Mehr als ‘Connecting the Dots’? Was Netzwerkanalysen abbilden können

Nadal verliert gegen Federer. Romeo küsst Julia. Magnete ziehen Eisen an. Was haben diese drei Phänomene miteinander gemeinsam? Auf den ersten Blick vielleicht nichts. Doch wenn man sich die Mathematik zu Nutze macht, lassen sich alle drei als Beziehung ausdrücken und in einem Netzwerk darstellen. So lassen sich komplexe Zusammenhänge ergründen.

communication networkMan muss zugeben: Die oben genannten Beispiele stellen noch keine allzu “komplexen” Netzwerke dar, weil hier jeweils genau eine Beziehung zwischen zwei Knoten herrscht. Alle Netzwerke beinhalten jedoch diese beiden Grundformen: Beziehungen und Knoten. 

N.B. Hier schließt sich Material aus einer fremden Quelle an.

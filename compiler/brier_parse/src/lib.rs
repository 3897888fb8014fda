//! Default text front end for Brier scripts.
//!
//! [`BrierParser`] implements [`brier_ir::LineParser`]; [`split_script`]
//! turns script text into the line list a script is built from.

mod lexer;
mod parser;
mod script;

pub use lexer::{lex, Token};
pub use parser::{parse_line, BrierParser};
pub use script::split_script;
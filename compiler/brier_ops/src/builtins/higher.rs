use brier_ir::{Axis, Rank, Value};

use super::list_arg;
use crate::dispatch::apply;
use crate::errors::{missing_operand, type_mismatch, EvalResult};
use crate::operator::{Arity, Operand, OperatorDef};

pub(super) fn register(defs: &mut Vec<OperatorDef>) {
    defs.push(
        OperatorDef::new("map", Rank::Column, Rank::Column, Arity::Unary, map)
            .with_operand("op", None),
    );
}

/// Apply an operator operand to every item of a list.
fn map(arg: &Value, operand: Option<&Operand>) -> EvalResult {
    let items = list_arg("map", arg)?;
    let op = match operand {
        Some(Operand::Operator(op)) => op,
        Some(other) => return Err(type_mismatch("map", "an operator", other.kind_name())),
        None => return Err(missing_operand("map")),
    };
    let results = items
        .iter()
        .map(|item| apply(op, &Value::Scalar(item.clone()), None))
        .collect::<Result<Vec<_>, _>>()?;
    Ok(Axis::Items.recombine(&[], results, Some(Rank::Scalar))?)
}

Forschende beschäftigen sich immer intensiver damit, wie diese Netzwerke funktionieren. Doch was sind eigentlich Netzwerke? Netzwerke finden sich überall—beim Linienplan von Bussen oder bei den Freundschaftsnetzwerken unserer virtuellen Alter Egos. Auch in den Wissenschaften gibt es vielfältige Anwendungsgebiete von Netzwerkmodellen: In den Sportwissenschaften können Forschende mit Netzwerken zeigen, wer im Tennis gegen wen gespielt und gewonnen hat (Radicchi, 2011). In den Literaturwissenschaften machen es Netzwerke möglich, darzulegen, welche Charaktere in Shakespeares “Romeo und Julia” gemeinsam auftauchen und in welcher Beziehung sie zueinander stehen. In der Lernforschung nutzen wir Netzwerke, um zu untersuchen, wie verschiedene Begriffe und Konzepte beim Lernen zusammenhängen. In der Klinischen Psychologie ermitteln Forschende mit Netzwerken beispielsweise, wie verschiedene Symptome einer Depression zusammenspielen. 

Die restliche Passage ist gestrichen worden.